Give back exactly the lines of the entries below from the line with "hash lookup only" to the line with "entire program duration", inclusive, and only those.

Material provided
--- --- ---

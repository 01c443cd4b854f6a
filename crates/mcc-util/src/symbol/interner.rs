//! String interner implementation using DashMap for concurrent access.
//!
//! This module provides a thread-safe string interner optimized for compiler use cases:
//! - Lock-free concurrent access via DashMap
//! - Fast hashing with AHasher
//! - Statistics tracking for profiling
//! - Pre-allocated buffer for common symbols
//!
//! # Performance Characteristics
//!
//! - **Interning (hit)**: O(1) - hash lookup only
//! - **Interning (miss)**: O(1) - hash insert + allocation
//! - **Symbol comparison**: O(1) - pointer/index comparison
//! - **String retrieval**: O(n) - linear search by index (rare operation)
//!
//! # Thread Safety
//!
//! The interner is fully thread-safe (`Sync + Send`). Multiple threads can intern
//! strings concurrently without blocking each other, thanks to DashMap's
//! lock-free design.

use ahash::AHasher;
use dashmap::DashMap;
use std::hash::{Hash, Hasher};
use std::sync::atomic::{AtomicU32, AtomicUsize, Ordering};
use std::sync::LazyLock;

use super::{InternerStats, Symbol};

/// Global string table instance using DashMap for concurrent access
///
/// Initialized on first use via `LazyLock`. All known keywords are pre-interned
/// during initialization to ensure they have stable, predictable indices.
pub static STRING_TABLE: LazyLock<StringTable> = LazyLock::new(|| {
    let table = StringTable::new();
    table.initialize_known_symbols();
    table
});

/// Thread-safe string table using DashMap
///
/// This structure holds all interned strings. It uses DashMap for
/// lock-free concurrent access, which provides better performance
/// than `RwLock<HashMap>` for read-heavy workloads.
///
/// # Memory Layout
///
/// Strings are allocated on the heap and leaked (intentionally) to obtain
/// `'static` lifetime references. This is safe because:
/// 1. The string table lives for the entire program duration
/// 2. Interned strings are never removed
/// 3. This avoids lifetime tracking overhead
pub struct StringTable {
    /// Maps string hash to (string, symbol index) for fast lookup
    ///
    /// Using `u64` hash as key enables O(1) lookup without string comparison
    /// in the common case (no hash collision).
    map: DashMap<u64, (&'static str, u32)>,

    /// Counter for next index (atomic for lock-free increment)
    ///
    /// Starts at `RESERVED_SYMBOLS_END` to leave room for pre-defined keywords.
    next_index: AtomicU32,

    /// Number of hash collisions encountered
    ///
    /// Useful for profiling hash function quality.
    collisions: AtomicUsize,

    /// Number of cache hits (string already interned)
    hits: AtomicUsize,

    /// Number of cache misses (new string allocation)
    misses: AtomicUsize,
}

/// Number of symbols reserved for known keywords
///
/// This constant defines the boundary between pre-defined keyword symbols
/// and dynamically interned symbols. All symbols with index < this value
/// are known at compile time.
const RESERVED_SYMBOLS_END: u32 = 32;

impl StringTable {
    /// Create a new empty string table
    ///
    /// The table starts with default capacity and grows as needed.
    /// Known symbols are initialized separately via `initialize_known_symbols()`.
    #[inline]
    fn new() -> Self {
        Self {
            map: DashMap::with_capacity(256),
            next_index: AtomicU32::new(RESERVED_SYMBOLS_END),
            collisions: AtomicUsize::new(0),
            hits: AtomicUsize::new(0),
            misses: AtomicUsize::new(0),
        }
    }

    /// Initialize all known keyword symbols
    ///
    /// Pre-interns all language keywords and common symbols to ensure:
    /// 1. They have stable, predictable indices
    /// 2. They're available without allocation during compilation
    /// 3. Fast path lookup for common keywords
    ///
    /// This must be called exactly once during initialization.
    fn initialize_known_symbols(&self) {
        // List of all known symbols to pre-intern
        // These must match the order in mod.rs known symbol constants
        let known_symbols = [
            // Declarable primitive types
            "int", "float", "bool", "void",
            // Control flow keywords
            "if", "else", "while", "for", "return", "break",
            "switch", "case", "default",
            // Built-in statement keywords
            "print", "read",
            // Literals
            "true", "false",
            // Well-known identifier
            "main",
            // Internal type-system names
            "string", "unknown",
        ];

        for (idx, symbol) in known_symbols.iter().enumerate() {
            let actual_idx = idx as u32;
            if actual_idx < RESERVED_SYMBOLS_END {
                let interned: &'static str = Box::leak(symbol.to_string().into_boxed_str());
                let hash = Self::hash_string(symbol);
                self.map.insert(hash, (interned, actual_idx));
            }
        }
    }

    /// Intern a string, returning its symbol
    ///
    /// This function is thread-safe and uses DashMap for concurrent access.
    /// If the string is already interned, returns the existing symbol.
    /// Otherwise, allocates a new entry and returns a new symbol.
    ///
    /// # Performance
    ///
    /// - **Best case** (string already interned): O(1) hash lookup
    /// - **Worst case** (new unique string): O(1) hash insert + allocation
    ///
    /// # Thread Safety
    ///
    /// This function is thread-safe. Multiple threads can intern strings
    /// concurrently without blocking each other.
    ///
    /// # Statistics
    ///
    /// Each call updates hit/miss counters for profiling. Use
    /// [`StringTable::stats()`] to retrieve statistics.
    pub fn intern(&self, string: &str) -> Symbol {
        let hash = Self::hash_string(string);

        // Fast path: check if string is already interned
        if let Some(entry) = self.map.get(&hash) {
            if entry.value().0 == string {
                self.hits.fetch_add(1, Ordering::Relaxed);
                return Symbol { index: entry.value().1 };
            }
        }

        // Slow path: need to insert
        self.misses.fetch_add(1, Ordering::Relaxed);

        match self.map.entry(hash) {
            dashmap::mapref::entry::Entry::Occupied(entry) => {
                // Hash collision - check if string matches
                if entry.get().0 == string {
                    return Symbol { index: entry.get().1 };
                }
                // Different string with same hash - handle collision
                self.handle_collision(string, hash)
            }
            dashmap::mapref::entry::Entry::Vacant(entry) => {
                // Allocate new string with 'static lifetime
                let interned: &'static str = Box::leak(string.to_string().into_boxed_str());
                let idx = self.next_index.fetch_add(1, Ordering::Relaxed);
                entry.insert((interned, idx));
                Symbol { index: idx }
            }
        }
    }

    /// Handle hash collisions by probing with modified hashes
    ///
    /// Uses linear probing with a prime-based offset to find an empty slot
    /// or the existing string entry.
    ///
    /// # Arguments
    ///
    /// * `string` - The string to intern
    /// * `original_hash` - The original hash that collided
    ///
    /// # Returns
    ///
    /// The symbol for the string (either existing or newly created)
    fn handle_collision(&self, string: &str, original_hash: u64) -> Symbol {
        // Linear probing with prime-based offset for better distribution
        const MAX_PROBES: u64 = 32;
        const PROBE_PRIME: u64 = 0x9e3779b97f4a7c15; // Golden ratio constant

        for i in 1u64..=MAX_PROBES {
            let probe_hash = original_hash.wrapping_add(i.wrapping_mul(PROBE_PRIME));

            if let Some(entry) = self.map.get(&probe_hash) {
                if entry.value().0 == string {
                    return Symbol { index: entry.value().1 };
                }
            } else {
                // Found empty slot
                self.collisions.fetch_add(1, Ordering::Relaxed);
                let interned: &'static str = Box::leak(string.to_string().into_boxed_str());
                let idx = self.next_index.fetch_add(1, Ordering::Relaxed);
                self.map.insert(probe_hash, (interned, idx));
                return Symbol { index: idx };
            }
        }

        // Fallback: extremely unlikely to reach here
        // Use original hash and accept potential overwrite
        self.collisions.fetch_add(1, Ordering::Relaxed);
        let interned: &'static str = Box::leak(string.to_string().into_boxed_str());
        let idx = self.next_index.fetch_add(1, Ordering::Relaxed);
        self.map.insert(original_hash, (interned, idx));
        Symbol { index: idx }
    }

    /// Get string by symbol
    ///
    /// # Performance
    ///
    /// O(n) where n is the number of interned strings, as DashMap doesn't
    /// support efficient index-based lookup. This is a deliberate trade-off
    /// for better concurrent write performance.
    ///
    /// # Panics
    ///
    /// Returns `None` if the symbol is invalid (e.g., created manually with
    /// an out-of-bounds index that doesn't exist in the table).
    pub fn get(&self, symbol: Symbol) -> Option<&'static str> {
        // Linear search by index - O(n) but should be rare
        self.map
            .iter()
            .find(|entry| entry.value().1 == symbol.index)
            .map(|entry| entry.value().0)
    }

    /// Compute hash of string using AHasher
    ///
    /// AHasher is a non-cryptographic hash function optimized for speed
    /// while maintaining good distribution properties.
    #[inline]
    fn hash_string(string: &str) -> u64 {
        let mut hasher = AHasher::default();
        string.hash(&mut hasher);
        hasher.finish()
    }

    /// Get statistics about the string table for profiling
    ///
    /// Returns an `InternerStats` struct with detailed information about
    /// memory usage, efficiency, and performance characteristics.
    ///
    /// # Thread Safety
    ///
    /// This function is thread-safe and can be called concurrently.
    pub fn stats(&self) -> InternerStats {
        let count = self.map.len();
        let capacity = self.map.capacity();
        let collisions = self.collisions.load(Ordering::Relaxed);
        let hits = self.hits.load(Ordering::Relaxed);
        let misses = self.misses.load(Ordering::Relaxed);

        InternerStats {
            count,
            capacity,
            collisions,
            hits,
            misses,
        }
    }

    /// Reset statistics counters (useful for benchmarking)
    ///
    /// # Thread Safety
    ///
    /// This function is thread-safe but may race with concurrent
    /// interning operations. Use only in single-threaded benchmarks.
    #[cfg(test)]
    pub(crate) fn reset_stats(&self) {
        self.collisions.store(0, Ordering::Relaxed);
        self.hits.store(0, Ordering::Relaxed);
        self.misses.store(0, Ordering::Relaxed);
    }
}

--- --- ---

Written answer
//! - **Interning (hit)**: O(1) - hash lookup only
//! - **Interning (miss)**: O(1) - hash insert + allocation
//! - **Symbol comparison**: O(1) - pointer/index comparison
//! - **String retrieval**: O(n) - linear search by index (rare operation)
//!
//! # Thread Safety
//!
//! The interner is fully thread-safe (`Sync + Send`). Multiple threads can intern
//! strings concurrently without blocking each other, thanks to DashMap's
//! lock-free design.

use ahash::AHasher;
use dashmap::DashMap;
use std::hash::{Hash, Hasher};
use std::sync::atomic::{AtomicU32, AtomicUsize, Ordering};
use std::sync::LazyLock;

use super::{InternerStats, Symbol};

/// Global string table instance using DashMap for concurrent access
///
/// Initialized on first use via `LazyLock`. All known keywords are pre-interned
/// during initialization to ensure they have stable, predictable indices.
pub static STRING_TABLE: LazyLock<StringTable> = LazyLock::new(|| {
    let table = StringTable::new();
    table.initialize_known_symbols();
    table
});

/// Thread-safe string table using DashMap
///
/// This structure holds all interned strings. It uses DashMap for
/// lock-free concurrent access, which provides better performance
/// than `RwLock<HashMap>` for read-heavy workloads.
///
/// # Memory Layout
///
/// Strings are allocated on the heap and leaked (intentionally) to obtain
/// `'static` lifetime references. This is safe because:
/// 1. The string table lives for the entire program duration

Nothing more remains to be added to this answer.